Each of those failures cost ~5–15 minutes of compute. Each of them, ungated, would have either corrupted the run or taught the agent that a wrong move was a right one.

The verifier in this project does the unglamorous things you'd be tempted to skip:

  • The ill / unique / liveness / cover formal checks, not just the insn_* ones. The first four catch silently-broken cores; the insn_* ones only catch silently-broken arithmetic.
  • A path sandbox. The agent can edit rtl/** and test/test_*.py. Touch formal/checks.cfg, tools/eval/fpga.py, or the canonical CRC table and the round is rejected before any eval runs. Otherwise an agent will eventually "improve" by softening a check.
  • 3-seed P&R, median Fmax. One seed is a coin flip; three is a number you can compare across iterations.
  • CRC validation on the bench output. CoreMark prints Correct operation validated. even when it isn't, because it checks its own CRCs and prints the literal regardless. The eval re-validates the four CRCs against the canonical 2K-config values.
  • Bracketing the timed region with MMIO start/stop markers. CoreMark's warm-up and printf will eat your fitness number if you measure end-to-end.
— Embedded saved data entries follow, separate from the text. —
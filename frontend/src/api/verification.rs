use serde::de::DeserializeOwned;
use serde_json::Value;

use super::{
    client::ApiClient,
    types::{
        ApiError, ForgotPasswordRequest, MessageResponse, SendOtpRequest, VerifyOtpRequest,
        VerifyOtpResponse,
    },
};

pub const SEND_OTP_PATH: &str = "sendOTP";
pub const VERIFY_OTP_PATH: &str = "verifyOTP";
pub const FORGOT_PASSWORD_PATH: &str = "forgotPassword";

pub const SEND_OTP_FALLBACK: &str = "Failed to send verification code";
pub const VERIFY_OTP_FALLBACK: &str = "Failed to verify code";
pub const FORGOT_PASSWORD_FALLBACK: &str = "Failed to reset password";
pub const MISSING_TOKEN_MESSAGE: &str = "No token received from server";

impl ApiClient {
    pub async fn send_otp(&self, email: &str) -> Result<MessageResponse, ApiError> {
        let body = SendOtpRequest {
            email: email.to_string(),
        };
        let value = self
            .post_json(SEND_OTP_PATH, &body, SEND_OTP_FALLBACK)
            .await?;
        decode_or_default(value)
    }

    /// Verifies `code` for `email` and returns the decoded body as sent. The
    /// caller decides what a 2xx answer without a usable token means.
    pub async fn verify_otp(&self, email: &str, code: &str) -> Result<VerifyOtpResponse, ApiError> {
        let body = VerifyOtpRequest {
            email: email.to_string(),
            otp_code: code.to_string(),
        };
        let value = self
            .post_json(VERIFY_OTP_PATH, &body, VERIFY_OTP_FALLBACK)
            .await?;
        decode_or_default(value)
    }

    pub async fn forgot_password(
        &self,
        new_password: &str,
        reset_token: &str,
    ) -> Result<MessageResponse, ApiError> {
        let body = ForgotPasswordRequest {
            new_password: new_password.to_string(),
            reset_token: reset_token.to_string(),
        };
        let value = self
            .post_json(FORGOT_PASSWORD_PATH, &body, FORGOT_PASSWORD_FALLBACK)
            .await?;
        decode_or_default(value)
    }
}

fn decode_or_default<T>(value: Value) -> Result<T, ApiError>
where
    T: DeserializeOwned + Default,
{
    match value {
        Value::Null => Ok(T::default()),
        Value::Object(_) => serde_json::from_value(value)
            .map_err(|e| ApiError::unknown(format!("Failed to parse response: {}", e))),
        // Non-object bodies carry nothing we read.
        _ => Ok(T::default()),
    }
}
use std::{
    cell::RefCell,
    collections::HashMap,
    fs,
    path::{Path, PathBuf},
    rc::Rc,
};

/// Slot holding the reset token between OTP verification and the password
/// reset call.
pub const RESET_TOKEN_KEY: &str = "token";

#[derive(Debug, thiserror::Error)]
pub enum StorageError {
    #[error("storage is unavailable: {0}")]
    Unavailable(String),
    #[error("failed to access {path}: {source}")]
    Io {
        path: PathBuf,
        #[source]
        source: std::io::Error,
    },
    #[error("failed to decode {path}: {source}")]
    Decode {
        path: PathBuf,
        #[source]
        source: serde_json::Error,
    },
}

/// Durable string slots keyed by name.
pub trait KeyValueStore {
    fn get(&self, key: &str) -> Result<Option<String>, StorageError>;
    fn set(&self, key: &str, value: &str) -> Result<(), StorageError>;
    fn remove(&self, key: &str) -> Result<(), StorageError>;
}

#[derive(Clone, Debug, Default)]
pub struct MemoryStorage {
    entries: Rc<RefCell<HashMap<String, String>>>,
}

impl KeyValueStore for MemoryStorage {
    fn get(&self, key: &str) -> Result<Option<String>, StorageError> {
        Ok(self.entries.borrow().get(key).cloned())
    }

    fn set(&self, key: &str, value: &str) -> Result<(), StorageError> {
        self.entries
            .borrow_mut()
            .insert(key.to_string(), value.to_string());
        Ok(())
    }

    fn remove(&self, key: &str) -> Result<(), StorageError> {
        self.entries.borrow_mut().remove(key);
        Ok(())
    }
}

/// JSON object on disk, rewritten on every change.
#[derive(Clone, Debug)]
pub struct FileStorage {
    path: PathBuf,
}

impl FileStorage {
    pub fn open(path: impl Into<PathBuf>) -> Result<Self, StorageError> {
        let storage = Self { path: path.into() };
        storage.load()?;
        Ok(storage)
    }

    pub fn path(&self) -> &Path {
        &self.path
    }

    fn load(&self) -> Result<HashMap<String, String>, StorageError> {
        match fs::read_to_string(&self.path) {
            Ok(raw) if raw.trim().is_empty() => Ok(HashMap::new()),
            Ok(raw) => serde_json::from_str(&raw).map_err(|source| StorageError::Decode {
                path: self.path.clone(),
                source,
            }),
            Err(err) if err.kind() == std::io::ErrorKind::NotFound => Ok(HashMap::new()),
            Err(source) => Err(StorageError::Io {
                path: self.path.clone(),
                source,
            }),
        }
    }

    fn save(&self, entries: &HashMap<String, String>) -> Result<(), StorageError> {
        let io_err = |source| StorageError::Io {
            path: self.path.clone(),
            source,
        };
        if let Some(parent) = self.path.parent().filter(|p| !p.as_os_str().is_empty()) {
            fs::create_dir_all(parent).map_err(io_err)?;
        }
        let raw = serde_json::to_string_pretty(entries).map_err(|source| StorageError::Decode {
            path: self.path.clone(),
            source,
        })?;
        fs::write(&self.path, raw).map_err(io_err)
    }
}

impl KeyValueStore for FileStorage {
    fn get(&self, key: &str) -> Result<Option<String>, StorageError> {
        Ok(self.load()?.remove(key))
    }

    fn set(&self, key: &str, value: &str) -> Result<(), StorageError> {
        let mut entries = self.load()?;
        entries.insert(key.to_string(), value.to_string());
        self.save(&entries)
    }

    fn remove(&self, key: &str) -> Result<(), StorageError> {
        let mut entries = self.load()?;
        if entries.remove(key).is_some() {
            self.save(&entries)?;
        }
        Ok(())
    }
}

#[cfg(target_arch = "wasm32")]
pub use browser::{local_storage, window, BrowserStorage};

#[cfg(target_arch = "wasm32")]
mod browser {
    use super::{KeyValueStore, StorageError};
    use web_sys::{Storage, Window};

    pub fn window() -> Result<Window, String> {
        web_sys::window().ok_or_else(|| "No window object".to_string())
    }

    pub fn local_storage() -> Result<Storage, String> {
        window()?
            .local_storage()
            .map_err(|_| "No localStorage".to_string())?
            .ok_or_else(|| "No localStorage".to_string())
    }

    /// `window.localStorage`, resolved on each access.
    #[derive(Clone, Copy, Debug, Default)]
    pub struct BrowserStorage;

    fn storage() -> Result<Storage, StorageError> {
        local_storage().map_err(StorageError::Unavailable)
    }

    impl KeyValueStore for BrowserStorage {
        fn get(&self, key: &str) -> Result<Option<String>, StorageError> {
            storage()?
                .get_item(key)
                .map_err(|_| StorageError::Unavailable(format!("Failed to read {}", key)))
        }

        fn set(&self, key: &str, value: &str) -> Result<(), StorageError> {
            storage()?
                .set_item(key, value)
                .map_err(|_| StorageError::Unavailable(format!("Failed to write {}", key)))
        }

        fn remove(&self, key: &str) -> Result<(), StorageError> {
            storage()?
                .remove_item(key)
                .map_err(|_| StorageError::Unavailable(format!("Failed to remove {}", key)))
        }
    }

}

/// Durable store for the current target: `localStorage` in the browser,
/// process memory elsewhere.
pub fn default_store() -> Rc<dyn KeyValueStore> {
    #[cfg(target_arch = "wasm32")]
    {
        if browser::local_storage().is_ok() {
            return Rc::new(BrowserStorage);
        }
        log::warn!("localStorage unavailable; reset token kept in memory");
    }
    Rc::new(MemoryStorage::default())
}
The agent loop is a producer. The verifier is the only thing standing between you and a confidently-wrong number.

What this means for the next batch of companies

The next wave of companies is not going to be people writing code. It's going to be people writing verifiers, with a loop running against them.

The loop is commodity. Model + prompt + tools + scoreboard + parallel slots. Everyone is converging on the same shape, and the providers of those pieces are racing each other to zero margin.

The verifier is not commodity. It is the artifact that encodes what your business actually means by correct. In a CPU it's an ISA and a formal property suite. In a billing pipeline it's invariants on a ledger. In a compiler it's a differential test against the reference. In a clinical workflow it's a property the FDA has signed off on. None of these are AI problems. They are "what is your domain, and can you write the rules down" problems.

If you can write the rules down, an agent will satisfy them faster than your team will. If you can't — and most teams can't, because the rules live in three engineers' heads and a Confluence page nobody updated — the agent will satisfy a different set of rules, the ones it inferred from what it could observe. You will not notice until production.

The companies that win this aren't the ones with the smartest planner. They're the ones whose verifier is the contract.

The project is currently sequential at the round level — losers are discarded each round even though their failed paths are useful signal. The next iteration moves to a population-based search: keep the top-K every round, mutate from any of them, let dead-end branches stay dead. That should scale the search space without scaling the model bill linearly.

I'm also curious how much of the win in the first 10 hours generalizes off CoreMark. Some of those predictors clearly overfit to its branch profile. Next experiment swaps in Embench against the same baseline, and we see which winners survive a workload change and which were CoreMark trivia.

Both are interesting questions. The more interesting question — for me, and for anyone shipping a product — is which parts of your business already have a verifier sharp enough to point a loop at. Find that, and your team's productivity stops scaling with headcount.

The future is bright. The frontier is the verifier.